Ты ничего не говоришь. Я слышу лишь твое дыхание и почти могу представить, как ты сейчас себя чувствуешь.
Наконец, я слышу твой голос.
— Дыши, Эмилия! — делаю дрожащий вдох. Я даже не заметила, что перед глазами начали плясать черные точки. Боже, мне бы так хотелось поговорить с тобой, но я не могу, просто не могу. Мое горло словно сдавило тисками. В то же время в моей голове так много слов, которые не имеют смысла.
— Я не должен был тебя отпускать, детка. Я никогда в жизни не подумал бы, что он так поступит с тобой.

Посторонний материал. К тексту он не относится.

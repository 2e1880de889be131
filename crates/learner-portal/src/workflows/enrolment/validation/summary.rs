use serde::{Deserialize, Serialize};

use super::super::domain::{ApplicationDraft, MarkTerm};
use super::super::subjects::subjects_in_scope;
use super::rules::{parse_mark, MarkReading};

/// Term 4 aggregates over the core subjects and chosen electives.
#[derive(Debug, Clone, Copy, PartialEq, Serialize, Deserialize)]
#[serde(rename_all = "camelCase")]
pub struct MarkSummary {
    pub total_term4: f64,
    pub max_total: u32,
    pub average_term4: f64,
    pub total_percentage: f64,
    pub count: usize,
}

/// Live preview of the aggregates. Missing or unreadable marks count as zero.
pub fn summarize(draft: &ApplicationDraft) -> MarkSummary {
    let subjects = subjects_in_scope(draft);

    let total_term4: f64 = subjects
        .iter()
        .map(|subject| {
            let raw = draft
                .form_data
                .marks
                .get(subject)
                .map(|marks| marks.get(MarkTerm::Term4))
                .unwrap_or_default();
            match parse_mark(raw) {
                MarkReading::Value(value) => value,
                MarkReading::Blank | MarkReading::Invalid => 0.0,
            }
        })
        .sum();

    let count = subjects.len();
    let max_total = max_total_for(count);
    let (average_term4, total_percentage) = if count == 0 {
        (0.0, 0.0)
    } else {
        (
            total_term4 / count as f64,
            total_term4 / f64::from(max_total) * 100.0,
        )
    };

    MarkSummary {
        total_term4,
        max_total,
        average_term4,
        total_percentage,
        count,
    }
}

fn max_total_for(count: usize) -> u32 {
    u32::try_from(count)
        .unwrap_or(u32::MAX)
        .saturating_mul(100)
}
use std::sync::atomic::{AtomicU64, Ordering};

use chrono::NaiveDateTime;
use serde::{Deserialize, Serialize};

use super::documents::{DocumentFile, DocumentStatus};
use super::domain::{ApplicationDraft, ApplicationHistoryEntry};

/// Portal backend calls the wizard depends on. Transport and auth live behind this trait.
pub trait PortalGateway: Send + Sync {
    fn document_status(&self) -> Result<DocumentStatus, GatewayError>;
    fn upload_documents(&self, upload: DocumentUpload<'_>) -> Result<GatewayReply, GatewayError>;
    fn create_application(
        &self,
        request: &CreateApplicationRequest,
    ) -> Result<GatewayReply, GatewayError>;
    fn application_history(&self) -> Result<Vec<ApplicationHistoryEntry>, GatewayError>;
}

/// Multipart body for the document upload endpoint.
#[derive(Debug, Clone, Copy)]
pub struct DocumentUpload<'a> {
    pub identity: &'a DocumentFile,
    pub report: &'a DocumentFile,
}

/// `{ success, message? }` envelope returned by the upload and create endpoints.
#[derive(Debug, Clone, PartialEq, Eq, Serialize, Deserialize)]
pub struct GatewayReply {
    pub success: bool,
    #[serde(default, skip_serializing_if = "Option::is_none")]
    pub message: Option<String>,
}

impl GatewayReply {
    pub fn accepted() -> Self {
        Self {
            success: true,
            message: None,
        }
    }

    pub fn refused(message: impl Into<String>) -> Self {
        Self {
            success: false,
            message: Some(message.into()),
        }
    }
}

/// Failure to get a usable reply from the backend.
#[derive(Debug, Clone, PartialEq, Eq, thiserror::Error)]
pub enum GatewayError {
    /// The backend answered with an error status and an explanation.
    #[error("{0}")]
    Rejected(String),
    #[error("portal backend unavailable: {0}")]
    Unavailable(String),
}

impl GatewayError {
    /// Message for the wizard banner. Transport details are replaced by `fallback`.
    pub fn banner(&self, fallback: &str) -> String {
        match self {
            GatewayError::Rejected(message) if !message.trim().is_empty() => message.clone(),
            _ => fallback.to_string(),
        }
    }
}

/// Per-draft key sent with every create attempt so the backend can drop repeats.
#[derive(Debug, Clone, PartialEq, Eq, Hash, Serialize, Deserialize)]
pub struct SubmissionKey(pub String);

static SUBMISSION_SEQUENCE: AtomicU64 = AtomicU64::new(1);

pub(crate) fn next_submission_key(opened_at: NaiveDateTime) -> SubmissionKey {
    let sequence = SUBMISSION_SEQUENCE.fetch_add(1, Ordering::Relaxed);
    SubmissionKey(format!(
        "sub-{}-{sequence:06}",
        opened_at.format("%Y%m%d%H%M%S")
    ))
}

/// JSON body for the create-application endpoint: `{ grade, mathTrack, formData, submissionKey }`.
#[derive(Debug, Clone, PartialEq, Eq, Serialize, Deserialize)]
#[serde(rename_all = "camelCase")]
pub struct CreateApplicationRequest {
    #[serde(flatten)]
    pub draft: ApplicationDraft,
    pub submission_key: SubmissionKey,
}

«Он бы и сам об этом не подумал», — думаю я и переворачиваюсь на спину. В конце концов, он, к счастью, опомнился, но шок глубоко застыл в моих костях.
Я стискиваю зубы, когда новый всхлип пытается прорваться наружу, но не хочу, чтобы ты по-настоящему осознал, насколько мне только что было больно. Как мне дальше быть вместе с Райли? Как еще раз посмотреть на него? Да, конечно, он этого не сделал, но почти переступил черту. Слишком много всего.
Вдруг ты нажимаешь на камеру, и я вижу твое лицо. Это сбивает меня с ног.
— Я должен увидеть тебя, Эмилия, включи камеру! — тихо говоришь ты. Я вижу, как ты бегаешь туда-сюда по своему подвалу, волосы взьерошены, глаза дикие и встревоженные, губы поджаты, а круги под глазами почти черные. Черт возьми, Мейсон, я никогда не видела тебя таким. Быстро заворачиваюсь в полотенце и пытаюсь привести в порядок свои растрепанные волосы. Потом тоже включаю свою камеру, но требуется вечность, чтобы установить связь.
— С тобой все в порядке? — обеспокоенно спрашиваю я, и ты замираешь.
— Эмилия, серьезно? Ты спрашиваешь все ли у меня в порядке? — отвечаешь ты, и я слабо улыбаюсь. Что бы ни случилось, ты — Тьма, делишься со мной светом. Наконец, включается и моя камера, и ты тоже можешь меня видеть.
Твоя первая реакция — убийственное:
— Бл*дь, Эмилия.
Ты чешешь лоб и делаешь глубой вдох. Потом:
— Я приеду за тобой и мне насрать, что ты скажешь.
— Хорошо, — шепчу я, потому что не хочу с тобой спорить. Все это открыло мне глаза. Я хочу быть только в твоих руках.
— Дай мне шестнадцать часов и держись, детка, — говоришь ты, и мне бы так хотелось прижаться к тебе лбом.
— Я люблю тебя, — выдыхаю я и снова чувствую, как слезы наворачиваются на глаза. Ты просто смотришь на меня, Мейсон, но не обязательно что-то говорить. Я уже знаю ответ на вопрос, который никогда не задам.
— Я знаю, Мейсон. Пока. — Я кладу трубку, потому что снова начинаю рыдать.
36. Пап, нам нужно в Нью-Йорк
Мейсон
Не знаю, есть ли в Чикаго смертная казнь, Эмилия. Ты снова «ты» в моей голове. В любом случае, мне насрать, если я попаду за это на электрический стул. Оно того стоит. Этот ублюдок умрет, Эмилия.
Я мчусь наверх к своим родителям, не обращая внимания на то, который сейчас час и чем они заняты. Папа готов убить (как минимум, мысленно) каждого, кто после десяти часов вечера нарушает его священный покой, но плевать! Уже почти двенадцать, Эмилия, тем не менее, я врываюсь в их спальню. Я чертовски вымотан, но сейчас чувствую прилив сил.